The biggest factor working against Mickelson is arguably his age. Lefty will turn 43 in June, and Augusta has tended to skew younger with its champions. One can easily remember Jack Nicklaus winning at age 46, but the average age of a Masters champion is 31.55 years old—over 11 years Mickelson's junior.

Advancements in medicine and workout habits of players (obviously) make it easier to win a major championship at 42 this year than in, say, 1950. But this is still a course that begs for in-your-prime excellence.

Like Woods, Mickelson is a near guarantee to be looming on Sunday. Whether he can actually win the tournament is another question entirely. 

 

Rory McIlroy (12/1)

Andrew Redington/Getty Images

If the Masters were a two-round tournament, McIlroy would already have a green jacket in his closet. The 23-year-old Northern Irishman has been sensational on Thursday and Friday at Augusta, carding an overall score of 14 under over the past two years, including his 10-under start in 2011 that made him look like he would lap the field.

Bettors who want to load up on early-round excellence from McIlroy could probably do so and clean up on Thursday and Friday.

His problem, however, comes from the fact that they play four rounds at Augusta—and McIlroy has been miserable in the final two. Over the past two years, McIlroy has shot 15 over par on the weekend with just one of those four rounds coming with a score below 76. He finished last year's tournament with a 77-76 finish that left many wondering whether he could mentally handle an Augusta weekend.
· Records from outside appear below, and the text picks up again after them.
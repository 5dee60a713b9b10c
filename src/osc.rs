// This Source Code Form is subject to the terms of the Mozilla Public
// License, v. 2.0. If a copy of the MPL was not distributed with this
// file, You can obtain one at http://mozilla.org/MPL/2.0/.

//! OSC transport: a UDP sender per engine and async receivers feeding the app loop.

use pushpin_osc::{Message, LOCALHOST};
use rosc::{decoder, encoder, OscMessage, OscPacket, OscType};
use std::collections::HashMap;
use std::net::{SocketAddr, UdpSocket};
use thiserror::Error;
use tokio::sync::mpsc;
use tracing::{debug, info, trace, warn};

/// Largest datagram accepted from a peer.
const RECV_BUFFER: usize = decoder::MTU;

#[derive(Debug, Error)]
pub enum OscError {
    #[error("IO error: {0}")]
    Io(#[from] std::io::Error),
    #[error("OSC encode error: {0}")]
    Encode(#[from] rosc::OscError),
    #[error("Invalid address: {0}")]
    InvalidAddress(#[from] std::net::AddrParseError),
}

fn local_addr(port: u16) -> Result<SocketAddr, OscError> {
    Ok(format!("{}:{}", LOCALHOST, port).parse()?)
}

/// Sends OSC messages to one engine.
#[derive(Debug)]
pub struct OscClient {
    socket: UdpSocket,
    target: SocketAddr,
}

impl OscClient {
    /// Client sending to `127.0.0.1:<port>`.
    pub fn new(port: u16) -> Result<Self, OscError> {
        let socket = UdpSocket::bind(local_addr(0)?)?;
        Ok(Self {
            socket,
            target: local_addr(port)?,
        })
    }

    pub fn target(&self) -> SocketAddr {
        self.target
    }

    pub fn send_raw(&self, addr: &str, args: Vec<OscType>) -> Result<(), OscError> {
        let packet = OscPacket::Message(OscMessage {
            addr: addr.to_string(),
            args,
        });
        let bytes = encoder::encode(&packet)?;
        self.socket.send_to(&bytes, self.target)?;
        Ok(())
    }

    pub fn send(&self, message: &Message) -> Result<(), OscError> {
        trace!("-> {} {:?}", message.address, message.value);
        let osc = message.to_osc();
        self.send_raw(&osc.addr, osc.args)
    }

    /// Send several messages, logging failures instead of stopping.
    pub fn send_all<'a>(&self, messages: impl IntoIterator<Item = &'a Message>) {
        for message in messages {
            if let Err(e) = self.send(message) {
                warn!("Failed to send {} to {}: {}", message.address, self.target, e);
            }
        }
    }
}

/// Maps exact OSC addresses to handler targets.
#[derive(Debug, Clone)]
pub struct Dispatcher<T> {
    routes: HashMap<String, Vec<T>>,
}

impl<T> Default for Dispatcher<T> {
    fn default() -> Self {
        Self {
            routes: HashMap::new(),
        }
    }
}

impl<T: PartialEq> Dispatcher<T> {
    pub fn map(&mut self, address: impl Into<String>, target: T) {
        let targets = self.routes.entry(address.into()).or_default();
        if !targets.contains(&target) {
            targets.push(target);
        }
    }

    pub fn targets(&self, address: &str) -> &[T] {
        self.routes.get(address).map(Vec::as_slice).unwrap_or(&[])
    }

    pub fn len(&self) -> usize {
        self.routes.len()
    }

    pub fn is_empty(&self) -> bool {
        self.routes.is_empty()
    }

    pub fn clear(&mut self) {
        self.routes.clear();
    }
}

/// Flatten a packet into its messages, descending into bundles.
pub fn flatten_packet(packet: OscPacket) -> Vec<OscMessage> {
    match packet {
        OscPacket::Message(msg) => vec![msg],
        OscPacket::Bundle(bundle) => bundle.content.into_iter().flat_map(flatten_packet).collect(),
    }
}

/// A message received on one of the app's sockets.
#[derive(Debug, Clone, PartialEq)]
pub struct Inbound<S> {
    pub source: S,
    pub message: OscMessage,
}

/// Bind `127.0.0.1:<port>` for [`listen`].
pub async fn bind(port: u16) -> Result<tokio::net::UdpSocket, OscError> {
    let socket = tokio::net::UdpSocket::bind(local_addr(port)?).await?;
    info!("Listening for OSC on port {}", port);
    Ok(socket)
}

/// Receive packets forever, forwarding each message tagged with `source`.
///
/// Returns when the receiving side of `tx` is dropped.
pub async fn listen<S: Clone>(
    socket: tokio::net::UdpSocket,
    source: S,
    tx: mpsc::UnboundedSender<Inbound<S>>,
) {
    let mut buf = vec![0u8; RECV_BUFFER];
    loop {
        let size = match socket.recv_from(&mut buf).await {
            Ok((size, _peer)) => size,
            Err(e) => {
                warn!("OSC receive failed: {}", e);
                continue;
            }
        };
        let packet = match decoder::decode_udp(&buf[..size]) {
            Ok((_rest, packet)) => packet,
            Err(e) => {
                debug!("Dropping undecodable OSC packet: {}", e);
                continue;
            }
        };
        for message in flatten_packet(packet) {
            trace!("<- {} {:?}", message.addr, message.args);
            let inbound = Inbound {
                source: source.clone(),
                message,
            };
            if tx.send(inbound).is_err() {
                debug!("OSC receiver closed, stopping listener");
                return;
            }
        }
    }
}

#[cfg(test)]
mod tests {
    use super::*;
    use pushpin_osc::MessageValue;
    use rosc::{OscBundle, OscTime};

    #[test]
    fn test_dispatcher_exact_match() {
        let mut d = Dispatcher::default();
        d.map("/a", 1);
        d.map("/a", 2);
        d.map("/a", 1);
        d.map("/b", 3);
        assert_eq!(d.targets("/a"), &[1, 2]);
        assert_eq!(d.targets("/b"), &[3]);
        assert!(d.targets("/a/b").is_empty());
        assert_eq!(d.len(), 2);
        d.clear();
        assert!(d.is_empty());
    }

    #[test]
    fn test_flatten_nested_bundle() {
        let msg = |addr: &str| {
            OscPacket::Message(OscMessage {
                addr: addr.to_string(),
                args: vec![],
            })
        };
        let time = OscTime {
            seconds: 0,
            fractional: 1,
        };
        let packet = OscPacket::Bundle(OscBundle {
            timetag: time,
            content: vec![
                msg("/one"),
                OscPacket::Bundle(OscBundle {
                    timetag: time,
                    content: vec![msg("/two"), msg("/three")],
                }),
            ],
        });
        let addrs: Vec<String> = flatten_packet(packet).into_iter().map(|m| m.addr).collect();
        assert_eq!(addrs, vec!["/one", "/two", "/three"]);
    }

    #[tokio::test]
    async fn test_client_reaches_listener() {
        let socket = tokio::net::UdpSocket::bind("127.0.0.1:0").await.unwrap();
        let port = socket.local_addr().unwrap().port();
        let (tx, mut rx) = mpsc::unbounded_channel();
        let task = tokio::spawn(listen(socket, "engine", tx));

        let client = OscClient::new(port).unwrap();
        client
            .send(&Message::new("/param/a/osc/1/param2", Some(MessageValue::Float(0.25))))
            .unwrap();

        let inbound = rx.recv().await.unwrap();
        assert_eq!(inbound.source, "engine");
        assert_eq!(inbound.message.addr, "/param/a/osc/1/param2");
        assert_eq!(inbound.message.args, vec![OscType::Float(0.25)]);
        task.abort();
    }
}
McIlroy hasn't done much to show an increased maturity level in 2013. Languishing well past the cut line in February's Honda Classic, McIlroy withdrew in disgust after going seven over par heading into his ninth hole.

"I'm not in a great place mentally," McIlroy said after the round (per ESPN). "I can't really say much, guys. I'm just in a bad place mentally."

He later apologized for his actions, but the reputation damage was done. Plenty inside the golf media and in the mainstream questioned the young star's intellectual maturity again—for just about the billionth time in his career.

While McIlroy's play has improved of late, and he quite nearly won the Texas Open a week ago, those lingering questions make him as big of a wild card as any player in the field. It's possible that McIlroy laps the field; he has more talent at this point than any golfer, including Woods. It's also possible that he careens off a cliff, throws a hissy fit and finishes his weekend at Chuck E. Cheese's with the rest of the children.

So, good luck deciding which extreme will take place, bettors.

Other Notable Betting Odds: Justin Rose 20/1, Keegan Bradley 22/1, Dustin Johnson 22/1, Adam Scott 25/1, Brandt Snedeker 28/1, Luke Donald, Bubba Watson 33/1.